ABOUT THIS TASK: Once the line containing "let listener = tokio::net::TcpListener::bind(&config.bind_addr)" is found in the data below, output that line and every line after it through the last, unchanged and with nothing else.
(SUPPLIED DATA)
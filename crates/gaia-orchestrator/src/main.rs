//! gaia-orchestrator — GPU handoff coordinator, health watchdog, and HA
//! router, fronted by the orchestrator endpoint table.

mod config;
mod notify;

use anyhow::Context;
use clap::{Parser, Subcommand};
use config::GaiaConfig;
use gaia_ha::{FileMaintenanceFlag, HealthWatchdog, MaintenanceFlag, MemoryMaintenanceFlag, RoleTargets};
use gaia_gateway::orchestrator::{router, OrchestratorState};
use gaia_handoff::GpuHandoffCoordinator;
use gaia_proto::backend::InMemoryContainerBackend;
use gaia_proto::health::ScriptedHealthProbe;
use gaia_proto::model::{Worker, WorkerKind};
use gaia_sync::StateSyncer;
use notify::HttpHandoffNotifier;
use std::path::PathBuf;
use std::sync::Arc;
use std::time::Duration;
use tracing::{info, warn};
use tracing_subscriber::{fmt, prelude::*, EnvFilter};

#[derive(Parser)]
#[command(name = "gaia-orchestrator")]
#[command(about = "GPU handoff coordinator and health watchdog daemon")]
#[command(version)]
struct Cli {
    #[command(subcommand)]
    command: Commands,
}

#[derive(Subcommand)]
enum Commands {
    /// Run the daemon: binds the HTTP surface and starts the watchdog loop.
    Run {
        #[arg(short, long, env = "GAIA_ORCHESTRATOR_CONFIG", default_value = "/etc/gaia/orchestrator.toml")]
        config: PathBuf,
    },
    /// Write a default config file to the given path.
    InitConfig {
        #[arg(short, long, default_value = "/etc/gaia/orchestrator.toml")]
        output: PathBuf,
    },
}

fn parse_worker_kind(kind: &str) -> anyhow::Result<WorkerKind> {
    match kind {
        "prime" => Ok(WorkerKind::Prime),
        "study" => Ok(WorkerKind::Study),
        "prime_candidate" => Ok(WorkerKind::PrimeCandidate),
        "study_candidate" => Ok(WorkerKind::StudyCandidate),
        other => anyhow::bail!("unknown worker kind: {other}"),
    }
}

#[tokio::main]
async fn main() -> anyhow::Result<()> {
    dotenvy::dotenv().ok();

    tracing_subscriber::registry()
        .with(fmt::layer().json())
        .with(EnvFilter::from_default_env().add_directive("gaia_orchestrator=info".parse()?))
        .init();

    let cli = Cli::parse();
    match cli.command {
        Commands::Run { config } => run(config).await,
        Commands::InitConfig { output } => init_config(output),
    }
}

fn init_config(output: PathBuf) -> anyhow::Result<()> {
    GaiaConfig::default().save(&output)?;
    println!("Config written to {}", output.display());
    Ok(())
}

async fn run(config_path: PathBuf) -> anyhow::Result<()> {
    let config = GaiaConfig::load(&config_path)
        .with_context(|| format!("loading config from {}", config_path.display()))?;
    info!(bind_addr = %config.bind_addr, workers = config.device_workers.len(), "starting gaia-orchestrator");

    let workers = config
        .device_workers
        .iter()
        .map(|w| parse_worker_kind(&w.kind).map(|kind| Worker::new(w.name.as_str(), kind)))
        .collect::<anyhow::Result<Vec<_>>>()?;

    // No real process supervisor or HTTP health endpoint is in scope for
    // this core (out of scope per design); the in-memory/scripted doubles
    // stand in for a deployment's real ContainerBackend/HealthProbe.
    let backend = InMemoryContainerBackend::new();
    for worker in &workers {
        if config.initial_owner.as_deref() == Some(worker.name.as_str()) {
            backend.set_running(&worker.name);
        }
    }
    let probe = Arc::new(ScriptedHealthProbe::new());
    for worker in &workers {
        probe.always_healthy(&backend.healthcheck_endpoint(worker));
    }
    for role in &config.roles {
        probe.always_healthy(&role.primary);
        if let Some(fallback) = &role.fallback {
            probe.always_healthy(fallback);
        }
    }

    let coordinator = GpuHandoffCoordinator::new(
        workers.clone(),
        config.initial_owner.clone(),
        config.handoff.clone(),
        backend,
        probe.clone(),
    );

    let coordinator = match &config.cognition_endpoint {
        Some(endpoint) => {
            let prime = config.device_workers.iter().find(|w| w.kind == "prime").map(|w| w.name.clone());
            let study = config.device_workers.iter().find(|w| w.kind == "study").map(|w| w.name.clone());
            match (prime, study) {
                (Some(prime), Some(study)) => coordinator.with_notifier(Arc::new(HttpHandoffNotifier::new(endpoint.clone(), prime, study))),
                _ => {
                    warn!("cognition_endpoint configured but no prime/study worker pair found, handoff notifications disabled");
                    coordinator
                }
            }
        }
        None => coordinator,
    };

    let maintenance: Arc<dyn MaintenanceFlag> = match &config.maintenance_flag_path {
        Some(path) => Arc::new(FileMaintenanceFlag::new(path.clone())),
        None => Arc::new(MemoryMaintenanceFlag::new(false)),
    };

    let mut watchdog = HealthWatchdog::new(config.watchdog.clone(), probe, maintenance.clone());

    if let (Some(live), Some(candidate)) = (&config.state_sync_live_root, &config.state_sync_candidate_root) {
        let syncer = Arc::new(StateSyncer::new(
            live.clone(),
            candidate.clone(),
            config.state_sync_allowlist.clone(),
            maintenance,
            Duration::from_secs(config.state_sync.interval_secs),
        ));
        watchdog = watchdog.with_sync_trigger(syncer);
    }

    let watchdog = Arc::new(watchdog);
    for role in &config.roles {
        watchdog.register_role(
            role.role.clone(),
            RoleTargets {
                primary: role.primary.clone().into(),
                fallback: role.fallback.clone().map(Into::into),
            },
        );
    }

    let tick_interval = Duration::from_secs(config.watchdog.interval_secs);
    let watchdog_loop = watchdog.clone();
    tokio::spawn(async move {
        let mut ticker = tokio::time::interval(tick_interval);
        loop {
            ticker.tick().await;
            for event in watchdog_loop.tick().await {
                warn!(role = %event.role, from = %event.from, to = %event.to, "HA route change observed by watchdog loop");
            }
        }
    });

    let state = Arc::new(OrchestratorState { coordinator, watchdog });
    let app = gaia_gateway::with_standard_layers(router(state));

    let listener = tokio::net::TcpListener::bind(&config.bind_addr)
        .await
        .with_context(|| format!("binding {}", config.bind_addr))?;
    axum::serve(listener, app).await.context("orchestrator HTTP server exited")?;
    Ok(())
}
(End SUPPLIED DATA)
COMPLETED TASK:
    let listener = tokio::net::TcpListener::bind(&config.bind_addr)
        .await
        .with_context(|| format!("binding {}", config.bind_addr))?;
    axum::serve(listener, app).await.context("orchestrator HTTP server exited")?;
    Ok(())
}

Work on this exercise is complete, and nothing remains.